Section : CURRENT ISSUES
Issue Date : 5 / 1986  1,025 Words
Author : Bernard Mitjavile
Bernard Mitjavile is a Paris-based correspondent for the New York City Tribune.

       The first major foreign policy decision of new French Prime Minister Jacques Chirac, denying permission for U.S. bombers to overfly France on their way to Libya, came as a surprise to many who expected him to have a more pro-American attitude.
       
        After all, only the month before, he had firmly emphasized the need to increase cooperation among Western countries in order to fight terrorism.
       
        The decision was taken jointly with Socialist president Francois Mitterrand, but Chirac had to face alone the criticism of conservative politicians who had expected that his coming to power would bring a change in foreign affairs.
       
        "French people voted for a change, but was it worth changing the government if it conducts the same foreign policy?" Philippe Malaud, a conservative deputy, told THE WORLD & I, expressing a mood shared by many.
       
        In the days following the U.S. raid, the first serious division emerged within the conservative coalition that had won a majority in parliament in the March elections.
       
        Of the two parties forming the coalition, deputies from the neo-Gaullist Rally for the Republic, Chirac's party, generally backed the government's decision not to allow overflights.
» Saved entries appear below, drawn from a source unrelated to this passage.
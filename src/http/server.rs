//! HTTP server wrapper shared by both listeners.
//!
//! # Responsibilities
//! - Bind the listener (inside the server task, so bind failures surface as
//!   server errors rather than startup errors)
//! - Serve an Axum router until the shutdown broadcast fires
//! - Report failures as typed [`ServerError`]s

use axum::Router;
use thiserror::Error;
use tokio::net::TcpListener;
use tokio::sync::broadcast;

/// Error type for listener lifecycles.
#[derive(Debug, Error)]
pub enum ServerError {
    #[error("{listener} server failed to bind {address}: {source}")]
    Bind {
        listener: &'static str,
        address: String,
        #[source]
        source: std::io::Error,
    },

    #[error("{listener} server failed: {source}")]
    Serve {
        listener: &'static str,
        #[source]
        source: std::io::Error,
    },

    #[error("{listener} server panicked: {message}")]
    Panicked {
        listener: &'static str,
        message: String,
    },
}

impl ServerError {
    /// Name of the listener that failed.
    pub fn listener(&self) -> &'static str {
        match self {
            ServerError::Bind { listener, .. }
            | ServerError::Serve { listener, .. }
            | ServerError::Panicked { listener, .. } => listener,
        }
    }
}

/// A named HTTP server bound to one address.
pub struct HttpServer {
    name: &'static str,
    bind_address: String,
    router: Router,
}

impl HttpServer {
    pub fn new(name: &'static str, bind_address: impl Into<String>, router: Router) -> Self {
        Self {
            name,
            bind_address: bind_address.into(),
            router,
        }
    }

    pub fn name(&self) -> &'static str {
        self.name
    }

    /// Bind and serve until `shutdown` fires (or its sender is dropped).
    pub async fn run(self, mut shutdown: broadcast::Receiver<()>) -> Result<(), ServerError> {
        let name = self.name;
        let listener = TcpListener::bind(&self.bind_address)
            .await
            .map_err(|source| ServerError::Bind {
                listener: name,
                address: self.bind_address.clone(),
                source,
            })?;

        match listener.local_addr() {
            Ok(addr) => tracing::info!(listener = name, address = %addr, "HTTP server starting"),
            Err(e) => tracing::warn!(listener = name, error = %e, "HTTP server starting, local address unknown"),
        }

        axum::serve(listener, self.router)
            .with_graceful_shutdown(async move {
                let _ = shutdown.recv().await;
                tracing::debug!(listener = name, "Graceful shutdown requested");
            })
            .await
            .map_err(|source| ServerError::Serve {
                listener: name,
                source,
            })?;

        tracing::info!(listener = name, "HTTP server stopped");
        Ok(())
    }
}
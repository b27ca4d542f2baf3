//! Recursive self-calling HTTP service.
//!
//! Two listeners share one process: a business listener whose single route
//! calls itself over loopback until a maximum depth, and a diagnostics
//! listener exposing a health check and a Prometheus scrape.

pub mod config;
pub mod http;
pub mod lifecycle;
pub mod observability;

pub use config::AppConfig;
pub use http::HttpServer;
pub use lifecycle::Coordinator;
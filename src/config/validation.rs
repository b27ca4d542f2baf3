//! Configuration validation.
//!
//! Serde handles syntax; this checks value ranges and listener conflicts.
//! All problems are reported at once rather than stopping at the first.

use thiserror::Error;

use crate::config::schema::AppConfig;

/// A single semantic problem with the configuration.
#[derive(Debug, Clone, PartialEq, Eq, Error)]
pub enum ValidationError {
    #[error("{0} port must be non-zero")]
    ZeroPort(&'static str),

    #[error("business and diagnostics listeners share port {0}")]
    PortConflict(u16),

    #[error("max_depth must be at least 1, got {0}")]
    MaxDepth(i64),

    #[error("shutdown timeout must be greater than zero")]
    ShutdownTimeout,

    #[error("statsd address must not be empty")]
    StatsdAddress,
}

/// Validate a fully assembled configuration.
pub fn validate_config(config: &AppConfig) -> Result<(), Vec<ValidationError>> {
    let mut errors = Vec::new();

    if config.business.port == 0 {
        errors.push(ValidationError::ZeroPort("business"));
    }
    if config.diagnostics.port == 0 {
        errors.push(ValidationError::ZeroPort("diagnostics"));
    }
    if config.business.port != 0 && config.business.port == config.diagnostics.port {
        errors.push(ValidationError::PortConflict(config.business.port));
    }
    if config.recursion.max_depth < 1 {
        errors.push(ValidationError::MaxDepth(config.recursion.max_depth));
    }
    if config.shutdown.timeout_secs == 0 {
        errors.push(ValidationError::ShutdownTimeout);
    }
    if config.statsd.address.trim().is_empty() {
        errors.push(ValidationError::StatsdAddress);
    }

    if errors.is_empty() {
        Ok(())
    } else {
        Err(errors)
    }
}
//! Trace context propagation.
//!
//! # Responsibilities
//! - Extract trace context from incoming requests
//! - Start a child span for each handled request
//! - Inject the child context into outgoing requests
//!
//! Datadog headers are read first, W3C `traceparent` second. Both are written
//! on injection. Only the low 64 bits of a W3C trace id are kept.

use axum::http::{HeaderMap, HeaderName, HeaderValue};
use rand::Rng;
use thiserror::Error;

pub const DATADOG_TRACE_ID: &str = "x-datadog-trace-id";
pub const DATADOG_PARENT_ID: &str = "x-datadog-parent-id";
pub const TRACEPARENT: &str = "traceparent";

#[derive(Debug, Clone, Error, PartialEq, Eq)]
pub enum TraceError {
    #[error("no trace context headers present")]
    Missing,

    #[error("malformed {header} header")]
    Malformed { header: &'static str },

    #[error("cannot encode {header} header")]
    Inject { header: &'static str },
}

/// Correlation identifiers for one span.
#[derive(Debug, Clone, Copy, PartialEq, Eq)]
pub struct TraceContext {
    pub trace_id: u64,
    pub span_id: u64,
}

impl TraceContext {
    /// Start a new trace.
    pub fn new_root() -> Self {
        Self {
            trace_id: random_id(),
            span_id: random_id(),
        }
    }

    /// Start a span in the same trace.
    pub fn child(&self) -> Self {
        Self {
            trace_id: self.trace_id,
            span_id: random_id(),
        }
    }

    /// Child of `parent` if there is one, otherwise a new root.
    pub fn child_of(parent: Option<TraceContext>) -> Self {
        parent.map_or_else(Self::new_root, |p| p.child())
    }

    /// Read the caller's context from request headers.
    pub fn extract(headers: &HeaderMap) -> Result<Self, TraceError> {
        if headers.contains_key(DATADOG_TRACE_ID) {
            return Self::extract_datadog(headers);
        }
        match headers.get(TRACEPARENT) {
            Some(value) => Self::parse_traceparent(value),
            None => Err(TraceError::Missing),
        }
    }

    fn extract_datadog(headers: &HeaderMap) -> Result<Self, TraceError> {
        let trace_id = decimal_header(headers, DATADOG_TRACE_ID)?;
        let span_id = decimal_header(headers, DATADOG_PARENT_ID)?;
        Ok(Self { trace_id, span_id })
    }

    fn parse_traceparent(value: &HeaderValue) -> Result<Self, TraceError> {
        let malformed = TraceError::Malformed { header: TRACEPARENT };
        let value = value.to_str().map_err(|_| malformed.clone())?;

        let mut parts = value.trim().split('-');
        let (Some(version), Some(trace), Some(span), Some(flags), None) = (
            parts.next(),
            parts.next(),
            parts.next(),
            parts.next(),
            parts.next(),
        ) else {
            return Err(malformed);
        };
        if version.len() != 2 || trace.len() != 32 || span.len() != 16 || flags.len() != 2 {
            return Err(malformed);
        }

        let trace_id = u128::from_str_radix(trace, 16).map_err(|_| malformed.clone())? as u64;
        let span_id = u64::from_str_radix(span, 16).map_err(|_| malformed.clone())?;
        if trace_id == 0 || span_id == 0 {
            return Err(malformed);
        }

        Ok(Self { trace_id, span_id })
    }

    /// Write this context into outgoing request headers.
    pub fn inject(&self, headers: &mut HeaderMap) -> Result<(), TraceError> {
        insert(headers, DATADOG_TRACE_ID, self.trace_id.to_string())?;
        insert(headers, DATADOG_PARENT_ID, self.span_id.to_string())?;
        insert(headers, TRACEPARENT, self.traceparent())?;
        Ok(())
    }

    /// W3C `traceparent` value with the sampled flag set.
    pub fn traceparent(&self) -> String {
        format!("00-{:032x}-{:016x}-01", self.trace_id as u128, self.span_id)
    }
}

fn random_id() -> u64 {
    rand::thread_rng().gen_range(1..=u64::MAX)
}

fn decimal_header(headers: &HeaderMap, header: &'static str) -> Result<u64, TraceError> {
    headers
        .get(header)
        .and_then(|v| v.to_str().ok())
        .and_then(|v| v.trim().parse::<u64>().ok())
        .filter(|id| *id != 0)
        .ok_or(TraceError::Malformed { header })
}

fn insert(headers: &mut HeaderMap, header: &'static str, value: String) -> Result<(), TraceError> {
    let value = HeaderValue::try_from(value).map_err(|_| TraceError::Inject { header })?;
    headers.insert(HeaderName::from_static(header), value);
    Ok(())
}
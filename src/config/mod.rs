//! Configuration management subsystem.
//!
//! # Data Flow
//! ```text
//! optional TOML file
//!     → loader.rs (parse & deserialize)
//!     → environment overlay (PORT, DIAG_PORT, overrides)
//!     → validation.rs (semantic checks)
//!     → AppConfig (validated, immutable)
//! ```
//!
//! # Design Decisions
//! - Listener ports come only from the environment and are required
//! - All other fields have defaults to allow running without a file
//! - Validation separates syntactic (serde) from semantic checks

pub mod loader;
pub mod schema;
pub mod validation;

pub use loader::{load_config, load_config_with, ConfigError};
pub use schema::{
    AppConfig, ListenerConfig, LogFormat, ObservabilityConfig, RecursionConfig, ShutdownConfig,
    StatsdConfig,
};
pub use validation::ValidationError;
But most members of the Union for French Democracy (UDF), led by former president Valery Giscard d'Estaing and acting UDF president Jean Lecanuet, strongly criticized the lack of solidarity of the government with France's key ally.
       
        Giscard d'Estaing said, in an indirect criticism of the government, that "the Western world should have expressed its solidarity in such circumstances." The former president recalled that "in a similar situation" in 1978, when he decided to send paratroopers to free Kolwezi, a mining town in Zaire that had been seized by Cuban-backed rebels, he received the support of the United States. (French forces were sent to Zaire in American military planes.)
       
        Lecanuet spoke of the "fluctuating French foreign policy" and said he was not satisfied by the explanations given by the government to defend its decision.